Topographic deep artificial neural networks reproduce the hallmarks of the primate inferior temporal cortex face processing network

TitleTopographic deep artificial neural networks reproduce the hallmarks of the primate inferior temporal cortex face processing network
Publication TypeJournal Article
Year of Publication2020
AuthorsLee, H, Margalit, E, Jozwik, KM, Cohen, MA, Kanwisher, N, Yamins, DLK, DiCarlo, JJ
JournalbioRxiv
Date Published07/2020
Type of Articlepreprint
Abstract

A salient characteristic of monkey inferior temporal (IT) cortex is the IT face processing network. Its hallmarks include: “face neurons” that respond more to faces than non-face objects, strong spatial clustering of those neurons in foci at each IT anatomical level (“face patches”), and the preferential interconnection of those foci.
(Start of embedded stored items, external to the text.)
mod common;
use common::{at, day};
use rtripdesk::core::records::{merge_records, parse_records_at};

#[test]
fn test_headerless_full_layout() {
    let text = "E001\t홍길동\tG1\tP1\tSDV\t01-12\t02-03\t생산법인 지원\n";
    let out = parse_records_at(text, day("2025-03-01"), '\t', at(2025, 3, 1));

    assert!(out.headers.is_none());
    assert!(out.errors.is_empty());
    assert_eq!(out.max_columns, 8);

    let r = &out.records[0];
    assert_eq!(r.key.as_deref(), Some("E001"));
    assert_eq!(r.name, "홍길동");
    assert_eq!(r.group, "G1");
    assert_eq!(r.part, "P1");
    assert_eq!(r.destination, "SDV");
    assert_eq!(r.start, "2025-01-12");
    assert_eq!(r.end, "2025-02-03");
    assert_eq!(r.purpose, "생산법인 지원");
    assert_eq!(r.raw.len(), 8);
    assert_eq!(r.line, 1);
}

#[test]
fn test_seven_columns_drop_the_id() {
    let text = "홍길동\tG1\tP1\tSDV\t01-12\t02-03\t지원\n";
    let out = parse_records_at(text, day("2025-03-01"), '\t', at(2025, 3, 1));
    let r = &out.records[0];

    assert_eq!(r.key, None);
    assert_eq!(r.name, "홍길동");
    assert_eq!(r.destination, "SDV");
    assert_eq!(r.purpose, "지원");
}

#[test]
fn test_short_rows_are_best_effort() {
    let text = "홍길동\tSDV\t01-12\n";
    let out = parse_records_at(text, day("2025-03-01"), '\t', at(2025, 3, 1));
    let r = &out.records[0];

    assert_eq!(r.destination, "SDV");
    assert_eq!(r.start, "2025-01-12");
    assert_eq!(r.end, "");
    assert_eq!(r.raw, vec!["홍길동", "SDV", "01-12"]);
}

#[test]
fn test_header_driven_layout() {
    let text = "이름\t출장지\t시작일\t종료일\t목적\t비고
홍길동\t베트남\t2025-01-12\t2025-01-20\t지원\tx
김철수\t독일
";
    let out = parse_records_at(text, day("2025-03-01"), '\t', at(2025, 3, 1));

    assert_eq!(out.headers.as_ref().map(Vec::len), Some(6));
    assert_eq!(out.records.len(), 2);
    assert_eq!(out.records[0].destination, "베트남");
    assert_eq!(out.records[0].end, "2025-01-20");
    assert_eq!(out.records[0].raw.len(), 6);
    assert_eq!(out.records[0].line, 2);

    assert_eq!(out.records[1].destination, "독일");
    assert_eq!(out.records[1].start, "");
    assert_eq!(out.records[1].raw.len(), 2);
}

#[test]
fn test_rows_without_name_become_errors() {
    let text = "E001\t홍길동\tG1\tP1\tSDV\t01-12\t02-03\t지원

E009\t\tG1\tP1\tSDV\t01-12\t02-03\t지원
E010\t김철수\tG1\tP1\tSDV\t01-12\t02-03\t지원\t추가
";
    let out = parse_records_at(text, day("2025-03-01"), '\t', at(2025, 3, 1));

    assert_eq!(out.records.len(), 2);
    assert_eq!(out.errors.len(), 1);
    assert_eq!(out.errors[0].line, 3);
    assert_eq!(out.errors[0].to_string(), "line 3: name cell is empty");
    assert_eq!(out.max_columns, 9);
    assert_eq!(out.records[1].raw.len(), 9);
}

#[test]
fn test_range_crossing_new_year() {
    let text = "홍길동\tSDV\t12-28\t01-05\n";
    let out = parse_records_at(text, day("2026-01-10"), '\t', at(2026, 1, 10));
    assert_eq!(out.records[0].start, "2025-12-28");
    assert_eq!(out.records[0].end, "2026-01-05");
}

#[test]
fn test_merge_skips_known_records() {
    let text = "홍길동\tSDV\t2025-01-12\t2025-02-03\n";
    let first = parse_records_at(text, day("2025-03-01"), '\t', at(2025, 3, 1));
    let again = parse_records_at(
        &format!("{text}김철수\tSDV\t2025-01-12\t2025-02-03\n"),
        day("2025-03-01"),
        '\t',
        at(2025, 3, 2),
    );

    let (merged, added) = merge_records(&first.records, again.records);
    assert_eq!(added, 1);
    assert_eq!(merged.len(), 2);
    assert_eq!(merged[0].id, first.records[0].id);
}

#[test]
fn test_bom_prefixed_header_is_detected() {
    let text = "\u{feff}이름\t출장지\t시작일\t종료일\n홍길동\tSDV\t2025-01-12\t2025-02-03\n";
    let out = parse_records_at(text, day("2025-03-01"), '\t', at(2025, 3, 1));

    assert!(out.errors.is_empty());
    assert_eq!(out.records.len(), 1);
    assert_eq!(out.records[0].name, "홍길동");
    assert_eq!(out.records[0].destination, "SDV");
    assert_eq!(out.headers.as_ref().map(|h| h[0].as_str()), Some("이름"));
}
While some deep artificial neural networks (ANNs) are good predictors of IT neuronal responses, including face neurons, they do not explain those face network hallmarks. Here we ask if they might be explained with a simple, metabolically motivated addition to current ANN ventral stream models. Specifically, we designed and successfully trained topographic deep ANNs (TDANNs) to solve real-world visual recognition tasks (as in prior work), but, in addition, we also optimized each network to minimize a proxy for neuronal wiring length within its IT layers. We report that after this dual optimization, the model IT layers of TDANNs reproduce the hallmarks of the IT face network: the presence of face neurons, clusters of face neurons that quantitatively match those found in IT face patches, connectivity between those patches, and the emergence of face viewpoint invariance along the network hierarchy. We find that these phenomena emerge for a range of naturalistic experience, but not for highly unnatural training. Taken together, these results show that the IT face processing network could be a consequence of a basic hierarchical anatomy along the ventral stream, selection pressure on the visual system to accomplish general object categorization, and selection pressure to minimize axonal wiring length.